= James Meehan (lumberman) =

American politician

James Meehan (July 7, 1834 – April 9, 1920) was an American lumberman from Meehan, Wisconsin, who served one term as a "Greenback Democrat" member of the Wisconsin State Assembly from Portage County, Wisconsin.

== Background ==
Meehan was born July 7, 1834, in the Parish of Ste. Catherine in Canada East. He received a common school education and became a lumberman. He moved to Wisconsin, first to Honey Creek in Sauk County, then to Grand Rapids, and finally in 1867 to the Town of Linwood in Portage County. He died on April 9, 1920, in Milwaukee, Wisconsin.

== Public office ==
From 1870 to 1877, Meehan was a member of the Portage County board of supervisors.
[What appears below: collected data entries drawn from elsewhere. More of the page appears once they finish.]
/*!
Aggregation of survey responses into summary tables.

A survey export is a table with one row per respondent and one column per question.
Each question is answered in one of four shapes, declared by a [SurveySchema]:

- yes/no questions (or any small set of fixed answers), summarized with [count_values]
- multi-select questions, whose answers are joined with `;`, summarized with [count_semicolon_list]
- freeform text, collected with [freeform_entries]
- radio grids, where each sub-question takes one of a shared list of options,
  summarized with [count_radio_group]

[crunch] runs all of them against a schema and collects the results in a [CrunchedResult].

See the [quick start](quick_start/index.html) and the [manual](manual/index.html).
*/

pub mod builder;
mod config;
pub mod manual;
pub mod quick_start;

use log::{debug, info, warn};

use std::collections::HashMap;

pub use crate::config::*;

/// Counts the occurrences of each distinct answer.
///
/// Missing answers are ignored. The entries are ordered by decreasing count, and
/// by order of first appearance for equal counts.
pub fn count_values<'a, I>(cells: I) -> ValueCounts
where
    I: IntoIterator<Item = &'a Cell>,
{
    let mut entries: Vec<(String, u64)> = Vec::new();
    let mut positions: HashMap<String, usize> = HashMap::new();
    for s in cells.into_iter().filter_map(answered) {
        match positions.get(s) {
            Some(idx) => entries[*idx].1 += 1,
            None => {
                positions.insert(s.to_string(), entries.len());
                entries.push((s.to_string(), 1));
            }
        }
    }
    // Stable sort: ties keep their order of appearance.
    entries.sort_by(|a, b| b.1.cmp(&a.1));
    ValueCounts { entries }
}

/// Counts the occurrences of each item in answers of the form `item1;item2;...`.
///
/// Items are compared exactly (case-sensitive, no trimming). An empty item, such as the
/// one produced by a trailing `;`, is counted as the empty string.
///
/// The entries are ordered by decreasing count. Items with the same count appear in the
/// reverse order of their first appearance.
pub fn count_semicolon_list<'a, I>(cells: I) -> TokenCounts
where
    I: IntoIterator<Item = &'a Cell>,
{
    let mut entries: Vec<(String, u64)> = Vec::new();
    let mut positions: HashMap<String, usize> = HashMap::new();
    for s in cells.into_iter().filter_map(answered) {
        for item in s.split(';') {
            match positions.get(item) {
                Some(idx) => entries[*idx].1 += 1,
                None => {
                    positions.insert(item.to_string(), entries.len());
                    entries.push((item.to_string(), 1));
                }
            }
        }
    }
    entries.sort_by_key(|(_, count)| *count);
    entries.reverse();
    TokenCounts { entries }
}

/// Keeps the non-empty answers, in their original order.
pub fn freeform_entries<'a, I>(cells: I) -> FreeformEntries
where
    I: IntoIterator<Item = &'a Cell>,
{
    FreeformEntries {
        entries: cells
            .into_iter()
            .filter_map(answered)
            .map(|s| s.to_string())
            .collect(),
    }
}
While he was elected to the Assembly in 1877 as a Greenbacker, unseating Republican incumbent William Arnott (there was no Democrat in the race), his official profile in the 1878 Wisconsin Blue Book lists him as a "Greenback Democrat". He was not a candidate for re-election in 1878, and was succeeded by former Assemblyman Thomas McDill, a Republican: there was no Greenbacker in the race, although there was a Democratic candidate).

It is unclear whether Meehan, Wisconsin, was named after him or not.